Lange Zeit war die Personalentwicklung pädagogischen und psychologischen Verfahren vorbehalten. Neueste wissenschaftliche Erkenntnisse stellen nun ein neues Konzept in den Vordergrund – die Neurobiologie. So ist mittlerweile nachgewiesen, dass Hormone einen großen Einfluss auf unsere Persönlichkeit nehmen und wichtige Eigenschaften wie beispielsweise Neugierde, die Bereitschaft für Veränderungen oder Aufmerksamkeit zu stärken.
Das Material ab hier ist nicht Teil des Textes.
pub mod file;

pub use file::{FileService, FileServiceOptions};
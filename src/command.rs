use crate::builtin::{Banner, Cd, Help, TextEdit, Usage};
use crate::external::ExternalJob;

/// Conventional process exit code type used by this crate.
///
/// A value of 0 indicates success; any non-zero value indicates failure.
/// This mirrors the convention used by POSIX shells and many command-line
/// tools.
pub type ExitCode = i32;

/// A fully parsed input line, ready for dispatch.
///
/// Replacing a chain of string comparisons with a tagged enum makes the
/// dispatch order explicit and keeps each command's arguments typed.
#[derive(Debug)]
pub enum Command {
    /// An empty or all-whitespace line; the loop re-prompts without error.
    Empty,
    /// The literal line `exit`. Only the entire raw line matches — a line
    /// like `exit now` is an [`Command::External`] invocation instead.
    Exit,
    /// One of the shell's built-in commands, executed in-process.
    Builtin(BuiltinCmd),
    /// Anything else: an external program to spawn.
    External(ExternalJob),
}

/// The fixed set of built-ins known to the shell at compile time.
#[derive(Debug)]
pub enum BuiltinCmd {
    /// `cd <dir>` — change the working directory.
    Cd(Cd),
    /// `help` — print the capability listing.
    Help(Help),
    /// `banner [<image>|set <image>|clear]` — ASCII-art banner management.
    Banner(Banner),
    /// `textedit <filename>` — delegate to the line-editor helper process.
    TextEdit(TextEdit),
    /// A recognized builtin invoked with arguments it could not parse; the
    /// stored usage text is reported and the loop continues.
    Usage(Usage),
}
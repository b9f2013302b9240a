//! Lexical analysis for the shell: splitting an input line into argument
//! tokens.
//!
//! The language here is deliberately tiny — words separated by runs of
//! ASCII whitespace, no quoting, no operators other than the trailing
//! background marker (which the launcher strips later). What the lexer
//! does guarantee is that no empty token is ever produced and that the
//! documented input bounds are enforced with an error instead of silent
//! truncation.

/// Maximum number of argument tokens accepted on one line.
pub const MAX_ARGS: usize = 64;

/// Maximum accepted length of one input line, in bytes.
pub const MAX_LINE: usize = 1024;

/// Errors that can occur while tokenizing an input line.
#[derive(Debug, PartialEq, Eq)]
pub enum LexError {
    /// The line contains more than [`MAX_ARGS`] tokens.
    TooManyArgs,
    /// The line is longer than [`MAX_LINE`] bytes.
    LineTooLong,
}

impl std::fmt::Display for LexError {
    fn fmt(&self, f: &mut std::fmt::Formatter<'_>) -> std::fmt::Result {
        match self {
            LexError::TooManyArgs => write!(f, "too many arguments (limit {})", MAX_ARGS),
            LexError::LineTooLong => write!(f, "input line too long (limit {} bytes)", MAX_LINE),
        }
    }
}

impl std::error::Error for LexError {}

/// Split `line` into whitespace-delimited tokens.
///
/// Consecutive separators are collapsed; leading and trailing whitespace is
/// ignored. An empty or all-whitespace line yields an empty vector, which
/// callers treat as "no command".
pub fn tokenize(line: &str) -> Result<Vec<String>, LexError> {
    if line.len() > MAX_LINE {
        return Err(LexError::LineTooLong);
    }

    let mut tokens = Vec::new();
    for word in line.split_ascii_whitespace() {
        if tokens.len() == MAX_ARGS {
            return Err(LexError::TooManyArgs);
        }
        tokens.push(word.to_string());
    }
    Ok(tokens)
}
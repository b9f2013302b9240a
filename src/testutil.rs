//! Helpers shared by tests that touch process-wide state.

use std::sync::{Mutex, MutexGuard, OnceLock};

/// Serializes tests that read or change the process working directory.
///
/// The working directory is process-wide and the test harness runs tests
/// on parallel threads, so every test that calls `set_current_dir`, or
/// that spawns children relative to the current directory, holds this.
pub(crate) fn lock_current_dir() -> MutexGuard<'static, ()> {
    static MUTEX: OnceLock<Mutex<()>> = OnceLock::new();
    MUTEX.get_or_init(|| Mutex::new(())).lock().unwrap()
}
So kommen in letzter Zeit immer mehr Impulse zu Führung, Veränderung und Gesundheit aus der sozialen Neurowissenschaft. In meinem heutigen Beitrag möchte ich der biologischen Personalentwicklung einen gebührenden Platz im HR-Wesen einräumen und die Vorteile darlegen, die dieser Ansatz mit sich bringt. Aus meiner Sicht sprechen vor allem zwei Argumente für einen Einfluss der Biologie in die Personalentwicklung:

  • ihre objektive Messbarkeit sowie
  • ihre Überzeugungskraft

Was Ersteres betrifft, wissen wir aus zahllosen Persönlichkeitsfragebögen und Test, wie sehr diese von unmittelbar vorher gemachten Erfahrungen abhängen. Eine Prüfung von Blutzucker oder Cortisolwert sind nicht dagegen weitestgehend unabhängig und so ein wesentlich objektiveres Kriterium. Hierzu ein kleines Beispiel: Anhand des Blutzucker-Gedächtnisses der letzten 90 Tage, dem sog. HBA 1c-Wert, kann medizinisch die Verzuckerung des Blutes gemessen werden. Je höher diese ist, desto höher ist auch die Entzündungsbereitschaft des Körpers, was zu einer negativen Auswirkung auf Kreativität und Konzentration führen kann. Der bekannte Spruch „In einem gesunden Körper steckt auch ein gesunder Geist“ ist inzwischen auch durch die Neuroimmunologie belegt. Ein weiterer, beispielhafter Marker, ist Cortisol – unser Vitalitätshormon. Es versorgt uns tagsüber mit ausreichend Energie und abends für Müdigkeit und einen tiefen, erholsamen Schlaf. Haben wir einen niedrigen Cortisolwert oder gar einen umgekehrten Verlauf, sind damit nicht selten Schlaf- oder Konzentrationsstörungen verbunden.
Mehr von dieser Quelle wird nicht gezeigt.